--- DATA FOR PROCESSING Enclosed Below ---

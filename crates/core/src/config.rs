//! Run configuration and validation.

use std::path::PathBuf;

use serde::Deserialize;

use crate::error::{Error, Result};

/// Viewport emulation for the measurement pages.
#[derive(Debug, Clone, Deserialize)]
#[serde(default)]
pub struct Device {
    /// Viewport width in pixels.
    pub width: u32,
    /// Viewport height in pixels; everything above this line is critical.
    pub height: u32,
    /// Device scale factor.
    pub scale_factor: f64,
    /// Emulate a mobile device.
    pub is_mobile: bool,
    /// Emulate touch support.
    pub has_touch: bool,
    /// Emulate landscape orientation.
    pub is_landscape: bool,
}

impl Default for Device {
    fn default() -> Self {
        Self {
            width: 1200,
            height: 1080,
            scale_factor: 1.0,
            is_mobile: false,
            has_touch: false,
            is_landscape: false,
        }
    }
}

/// Browser-level knobs shared by all tabs of a run.
#[derive(Debug, Clone, Deserialize)]
#[serde(default)]
pub struct BrowserOptions {
    /// User-Agent sent with every request.
    pub user_agent: String,
    /// Keep the browser cache enabled.
    pub cache_enabled: bool,
    /// Keep JavaScript enabled while pages load.
    pub js_enabled: bool,
    /// How many tabs measure pages at the same time.
    pub concurrent_tabs: usize,
    /// Run the browser without a visible window.
    pub headless: bool,
    /// Explicit Chrome/Chromium binary instead of the auto-detected one.
    pub chrome_path: Option<PathBuf>,
    /// Forward in-page console messages to the log.
    pub print_console: bool,
}

impl Default for BrowserOptions {
    fn default() -> Self {
        Self {
            user_agent: format!("critcss {}", env!("CARGO_PKG_VERSION")),
            cache_enabled: true,
            js_enabled: true,
            concurrent_tabs: 10,
            headless: true,
            chrome_path: None,
            print_console: false,
        }
    }
}

/// Configuration for one critical CSS run.
#[derive(Debug, Clone, Deserialize)]
#[serde(default)]
pub struct Config {
    /// CSS to extract from: inline text, or a path ending in `.css`.
    /// When absent, the stylesheets of the first URL are harvested.
    pub css: Option<String>,
    /// Pages to measure. Plain paths and `file://` URLs load local files.
    pub urls: Vec<String>,
    /// Overall budget per page, navigation included, in milliseconds.
    pub timeout_ms: u64,
    /// How long a page may keep loading subresources before it is stopped.
    pub page_load_timeout_ms: u64,
    /// Settle time between navigation and measurement, in milliseconds.
    pub page_render_timeout_ms: u64,
    /// Viewport emulation.
    pub device: Device,
    /// Browser-level options.
    pub browser: BrowserOptions,
    /// Selectors (literal or `%` wildcard) forced into the critical CSS.
    pub keep_selectors: Vec<String>,
    /// Selectors (literal or `%` wildcard) never treated as critical.
    pub remove_selectors: Vec<String>,
    /// Drop `@keyframes` blocks from both outputs.
    pub drop_keyframes: bool,
    /// Produce the non-critical remainder alongside the critical CSS.
    pub output_remaining_css: bool,
    /// URL fragments whose requests the browser refuses to load.
    pub block_requests: Vec<String>,
    /// Save a screenshot of every measured page.
    pub take_screenshots: bool,
    /// Directory the screenshots go to.
    pub screenshot_path: Option<PathBuf>,
    /// Override for deriving a screenshot file stem from a URL.
    #[serde(skip)]
    pub screenshot_name_generator: Option<fn(&str) -> String>,
    /// Base directory for resolving relative local page paths.
    pub project_root: Option<PathBuf>,
}

impl Default for Config {
    fn default() -> Self {
        Self {
            css: None,
            urls: Vec::new(),
            timeout_ms: 30_000,
            page_load_timeout_ms: 2_000,
            page_render_timeout_ms: 300,
            device: Device::default(),
            browser: BrowserOptions::default(),
            keep_selectors: Vec::new(),
            remove_selectors: Vec::new(),
            drop_keyframes: true,
            output_remaining_css: true,
            block_requests: default_blocked_requests(),
            take_screenshots: false,
            screenshot_path: None,
            screenshot_name_generator: None,
            project_root: None,
        }
    }
}

impl Config {
    /// Check the configuration before a run starts, reporting every
    /// problem at once.
    pub fn validate(&self) -> Result<()> {
        let mut issues = Vec::new();
        if self.urls.is_empty() {
            issues.push("at least one url is required".to_string());
        }
        if self.device.width == 0 || self.device.height == 0 {
            issues.push("device dimensions must be non-zero".to_string());
        }
        if self.browser.concurrent_tabs == 0 {
            issues.push("concurrent_tabs must be at least 1".to_string());
        }
        if self.take_screenshots && self.screenshot_path.is_none() {
            issues.push("take_screenshots requires screenshot_path".to_string());
        }
        if issues.is_empty() {
            Ok(())
        } else {
            Err(Error::Config(issues.join("; ")))
        }
    }
}

/// Hosts of trackers and map/ad embeds that slow page loads down without
/// affecting layout.
pub fn default_blocked_requests() -> Vec<String> {
    [
        "maps.gstatic.com",
        "maps.googleapis.com",
        "googletagmanager.com",
        "google-analytics.com",
        "google.",
        "googleadservices.com",
        "generaltracking.de",
        "bing.com",
        "doubleclick.net",
    ]
    .iter()
    .map(|s| s.to_string())
    .collect()
}

#[cfg(test)]
mod tests {
    use super::*;
    use pretty_assertions::assert_eq;

    #[test]
    fn defaults_match_the_documented_ones() {
        let config = Config::default();
        assert_eq!(config.timeout_ms, 30_000);
        assert_eq!(config.page_load_timeout_ms, 2_000);
        assert_eq!(config.page_render_timeout_ms, 300);
        assert_eq!(config.device.width, 1200);
        assert_eq!(config.device.height, 1080);
        assert_eq!(config.browser.concurrent_tabs, 10);
        assert!(config.browser.headless);
        assert!(config.drop_keyframes);
        assert!(config.output_remaining_css);
        assert!(config.block_requests.contains(&"doubleclick.net".to_string()));
    }

    #[test]
    fn partial_json_configs_keep_defaults_for_the_rest() {
        let config: Config =
            serde_json::from_str(r#"{ "urls": ["https://example.com"], "timeout_ms": 5000 }"#)
                .unwrap();
        assert_eq!(config.urls, ["https://example.com".to_string()]);
        assert_eq!(config.timeout_ms, 5000);
        assert_eq!(config.browser.concurrent_tabs, 10);
    }

    #[test]
    fn validation_collects_every_issue() {
        let config = Config {
            urls: Vec::new(),
            take_screenshots: true,
            browser: BrowserOptions {
                concurrent_tabs: 0,
                ..BrowserOptions::default()
            },
            ..Config::default()
        };
        let error = config.validate().unwrap_err().to_string();
        assert!(error.contains("at least one url"));
        assert!(error.contains("concurrent_tabs"));
        assert!(error.contains("screenshot_path"));
    }

    #[test]
    fn valid_configs_pass() {
        let config = Config {
            urls: vec!["https://example.com".to_string()],
            ..Config::default()
        };
        assert!(config.validate().is_ok());
    }
}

--- End of Enclosed DATA FOR PROCESSING ---

# PROBLEM STATEMENT
Reproduce the data above exactly, leaving nothing out.

# RESPONSE TO THIS EXERCISE
filename crates/core/src/config.rs
//! Run configuration and validation.

use std::path::PathBuf;

use serde::Deserialize;

use crate::error::{Error, Result};

/// Viewport emulation for the measurement pages.
#[derive(Debug, Clone, Deserialize)]
#[serde(default)]
pub struct Device {
    /// Viewport width in pixels.
    pub width: u32,
    /// Viewport height in pixels; everything above this line is critical.
    pub height: u32,
    /// Device scale factor.
    pub scale_factor: f64,
    /// Emulate a mobile device.
    pub is_mobile: bool,
    /// Emulate touch support.
    pub has_touch: bool,
    /// Emulate landscape orientation.
    pub is_landscape: bool,
}

impl Default for Device {
    fn default() -> Self {
        Self {
            width: 1200,
            height: 1080,
            scale_factor: 1.0,
            is_mobile: false,
            has_touch: false,
            is_landscape: false,
        }
    }
}

/// Browser-level knobs shared by all tabs of a run.
#[derive(Debug, Clone, Deserialize)]
#[serde(default)]
pub struct BrowserOptions {
    /// User-Agent sent with every request.
    pub user_agent: String,
    /// Keep the browser cache enabled.
    pub cache_enabled: bool,
    /// Keep JavaScript enabled while pages load.
    pub js_enabled: bool,
    /// How many tabs measure pages at the same time.
    pub concurrent_tabs: usize,
    /// Run the browser without a visible window.
    pub headless: bool,
    /// Explicit Chrome/Chromium binary instead of the auto-detected one.
    pub chrome_path: Option<PathBuf>,
    /// Forward in-page console messages to the log.
    pub print_console: bool,
}

impl Default for BrowserOptions {
    fn default() -> Self {
        Self {
            user_agent: format!("critcss {}", env!("CARGO_PKG_VERSION")),
            cache_enabled: true,
            js_enabled: true,
            concurrent_tabs: 10,
            headless: true,
            chrome_path: None,
            print_console: false,
        }
    }
}

/// Configuration for one critical CSS run.
#[derive(Debug, Clone, Deserialize)]
#[serde(default)]
pub struct Config {
    /// CSS to extract from: inline text, or a path ending in `.css`.
    /// When absent, the stylesheets of the first URL are harvested.
    pub css: Option<String>,
    /// Pages to measure. Plain paths and `file://` URLs load local files.
    pub urls: Vec<String>,
    /// Overall budget per page, navigation included, in milliseconds.
    pub timeout_ms: u64,
    /// How long a page may keep loading subresources before it is stopped.
    pub page_load_timeout_ms: u64,
    /// Settle time between navigation and measurement, in milliseconds.
    pub page_render_timeout_ms: u64,
    /// Viewport emulation.
    pub device: Device,
    /// Browser-level options.
    pub browser: BrowserOptions,
    /// Selectors (literal or `%` wildcard) forced into the critical CSS.
    pub keep_selectors: Vec<String>,
    /// Selectors (literal or `%` wildcard) never treated as critical.
    pub remove_selectors: Vec<String>,
    /// Drop `@keyframes` blocks from both outputs.
    pub drop_keyframes: bool,
    /// Produce the non-critical remainder alongside the critical CSS.
    pub output_remaining_css: bool,
    /// URL fragments whose requests the browser refuses to load.
    pub block_requests: Vec<String>,
    /// Save a screenshot of every measured page.
    pub take_screenshots: bool,
    /// Directory the screenshots go to.
    pub screenshot_path: Option<PathBuf>,
    /// Override for deriving a screenshot file stem from a URL.
    #[serde(skip)]
    pub screenshot_name_generator: Option<fn(&str) -> String>,
    /// Base directory for resolving relative local page paths.
    pub project_root: Option<PathBuf>,
}

impl Default for Config {
    fn default() -> Self {
        Self {
            css: None,
            urls: Vec::new(),
            timeout_ms: 30_000,
            page_load_timeout_ms: 2_000,
            page_render_timeout_ms: 300,
            device: Device::default(),
            browser: BrowserOptions::default(),
            keep_selectors: Vec::new(),
            remove_selectors: Vec::new(),
            drop_keyframes: true,
            output_remaining_css: true,
            block_requests: default_blocked_requests(),
            take_screenshots: false,
            screenshot_path: None,
            screenshot_name_generator: None,
            project_root: None,
        }
    }
}

impl Config {
    /// Check the configuration before a run starts, reporting every
    /// problem at once.
    pub fn validate(&self) -> Result<()> {
        let mut issues = Vec::new();
        if self.urls.is_empty() {
            issues.push("at least one url is required".to_string());
        }
        if self.device.width == 0 || self.device.height == 0 {
            issues.push("device dimensions must be non-zero".to_string());
        }
        if self.browser.concurrent_tabs == 0 {
            issues.push("concurrent_tabs must be at least 1".to_string());
        }
        if self.take_screenshots && self.screenshot_path.is_none() {
            issues.push("take_screenshots requires screenshot_path".to_string());
        }
        if issues.is_empty() {
            Ok(())
        } else {
            Err(Error::Config(issues.join("; ")))
        }
    }
}

/// Hosts of trackers and map/ad embeds that slow page loads down without
/// affecting layout.
pub fn default_blocked_requests() -> Vec<String> {
    [
        "maps.gstatic.com",
        "maps.googleapis.com",
        "googletagmanager.com",
        "google-analytics.com",
        "google.",
        "googleadservices.com",
        "generaltracking.de",
        "bing.com",
        "doubleclick.net",
    ]
    .iter()
    .map(|s| s.to_string())
    .collect()
}

#[cfg(test)]
mod tests {
    use super::*;
    use pretty_assertions::assert_eq;

    #[test]
    fn defaults_match_the_documented_ones() {
        let config = Config::default();
        assert_eq!(config.timeout_ms, 30_000);
        assert_eq!(config.page_load_timeout_ms, 2_000);
        assert_eq!(config.page_render_timeout_ms, 300);
        assert_eq!(config.device.width, 1200);
        assert_eq!(config.device.height, 1080);
        assert_eq!(config.browser.concurrent_tabs, 10);
        assert!(config.browser.headless);
        assert!(config.drop_keyframes);
        assert!(config.output_remaining_css);
        assert!(config.block_requests.contains(&"doubleclick.net".to_string()));
    }

    #[test]
    fn partial_json_configs_keep_defaults_for_the_rest() {
        let config: Config =
            serde_json::from_str(r#"{ "urls": ["https://example.com"], "timeout_ms": 5000 }"#)
                .unwrap();
        assert_eq!(config.urls, ["https://example.com".to_string()]);
        assert_eq!(config.timeout_ms, 5000);
        assert_eq!(config.browser.concurrent_tabs, 10);
    }

    #[test]
    fn validation_collects_every_issue() {
        let config = Config {
            urls: Vec::new(),
            take_screenshots: true,
            browser: BrowserOptions {
                concurrent_tabs: 0,
                ..BrowserOptions::default()
            },
            ..Config::default()
        };
        let error = config.validate().unwrap_err().to_string();
        assert!(error.contains("at least one url"));
        assert!(error.contains("concurrent_tabs"));
        assert!(error.contains("screenshot_path"));
    }

    #[test]
    fn valid_configs_pass() {
        let config = Config {
            urls: vec!["https://example.com".to_string()],
            ..Config::default()
        };
        assert!(config.validate().is_ok());
    }
}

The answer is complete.